Task description |
I'd like every record given again exactly, please.

Records |
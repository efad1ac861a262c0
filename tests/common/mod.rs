use rpcref::{Service, ServiceEntry};
use tokio::{net::TcpListener, task};

/// Builds a service on an ephemeral local port and starts serving it.
pub async fn spawn_service(name: &'static str, build: impl FnOnce(&mut Service)) -> ServiceEntry {
    let listener = TcpListener::bind("127.0.0.1:0").await.unwrap();
    let entry = ServiceEntry::new(name, listener.local_addr().unwrap().port());
    let mut service = Service::new(entry.clone());
    build(&mut service);
    task::spawn(service.serve_on(listener));
    entry
}

/// A port nothing listens on.
pub async fn dead_port() -> u16 {
    let listener = TcpListener::bind("127.0.0.1:0").await.unwrap();
    listener.local_addr().unwrap().port()
}
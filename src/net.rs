pub mod client;
pub mod server;

#[cfg(test)]
pub(crate) mod mock;

use crate::types::Value;
use futures::future::BoxFuture;
use serde::{Deserialize, Serialize};
use std::{io, net::SocketAddr};
use thiserror::Error;

#[derive(Serialize, Deserialize, Debug, Clone, PartialEq)]
pub struct Request {
    pub function: String,
    pub params: Value,
}

impl Request {
    pub fn new(function: impl Into<String>, params: Value) -> Self {
        Self {
            function: function.into(),
            params,
        }
    }
}

#[derive(Serialize, Deserialize, Debug, Clone, Copy, PartialEq, Eq)]
pub enum Status {
    Ok,
    Error,
}

#[derive(Serialize, Deserialize, Debug, Clone, PartialEq)]
pub struct Response {
    pub status: Status,
    pub payload: Value,
}

impl Response {
    pub fn ok(payload: Value) -> Self {
        Self {
            status: Status::Ok,
            payload,
        }
    }

    /// An error response whose payload is the diagnostic text.
    pub fn error(diagnostic: impl Into<String>) -> Self {
        Self {
            status: Status::Error,
            payload: Value::String(diagnostic.into()),
        }
    }
}

/// Sends one request and waits for its response.
///
/// Implementations own their connection semantics; failures are reported as
/// [`TransportError`] and never reinterpreted by callers.
pub trait Transport: Send + Sync {
    fn send(&self, addr: SocketAddr, request: Request)
        -> BoxFuture<'_, Result<Response, TransportError>>;
}

#[derive(Debug, Error)]
pub enum TransportError {
    #[error("io: {0}")]
    Io(#[from] io::Error),

    #[error("codec: {0}")]
    Codec(String),

    #[error("connection closed before a response arrived")]
    Closed,

    #[error("no response within {0:?}")]
    Timeout(std::time::Duration),
}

Response |
repository efad1ac861a262c0
filename tests/common/mod.rs
use rpcref::{Service, ServiceEntry};
use tokio::{net::TcpListener, task};

/// Builds a service on an ephemeral local port and starts serving it.
pub async fn spawn_service(name: &'static str, build: impl FnOnce(&mut Service)) -> ServiceEntry {
    let listener = TcpListener::bind("127.0.0.1:0").await.unwrap();
    let entry = ServiceEntry::new(name, listener.local_addr().unwrap().port());
    let mut service = Service::new(entry.clone());
    build(&mut service);
    task::spawn(service.serve_on(listener));
    entry
}

/// A port nothing listens on.
pub async fn dead_port() -> u16 {
    let listener = TcpListener::bind("127.0.0.1:0").await.unwrap();
    listener.local_addr().unwrap().port()
}
filename src/net.rs
pub mod client;
pub mod server;

#[cfg(test)]
pub(crate) mod mock;

use crate::types::Value;
use futures::future::BoxFuture;
use serde::{Deserialize, Serialize};
use std::{io, net::SocketAddr};
use thiserror::Error;

#[derive(Serialize, Deserialize, Debug, Clone, PartialEq)]
pub struct Request {
    pub function: String,
    pub params: Value,
}

impl Request {
    pub fn new(function: impl Into<String>, params: Value) -> Self {
        Self {
            function: function.into(),
            params,
        }
    }
}

#[derive(Serialize, Deserialize, Debug, Clone, Copy, PartialEq, Eq)]
pub enum Status {
    Ok,
    Error,
}

#[derive(Serialize, Deserialize, Debug, Clone, PartialEq)]
pub struct Response {
    pub status: Status,
    pub payload: Value,
}

impl Response {
    pub fn ok(payload: Value) -> Self {
        Self {
            status: Status::Ok,
            payload,
        }
    }

    /// An error response whose payload is the diagnostic text.
    pub fn error(diagnostic: impl Into<String>) -> Self {
        Self {
            status: Status::Error,
            payload: Value::String(diagnostic.into()),
        }
    }
}

/// Sends one request and waits for its response.
///
/// Implementations own their connection semantics; failures are reported as
/// [`TransportError`] and never reinterpreted by callers.
pub trait Transport: Send + Sync {
    fn send(&self, addr: SocketAddr, request: Request)
        -> BoxFuture<'_, Result<Response, TransportError>>;
}

#[derive(Debug, Error)]
pub enum TransportError {
    #[error("io: {0}")]
    Io(#[from] io::Error),

    #[error("codec: {0}")]
    Codec(String),

    #[error("connection closed before a response arrived")]
    Closed,

    #[error("no response within {0:?}")]
    Timeout(std::time::Duration),
}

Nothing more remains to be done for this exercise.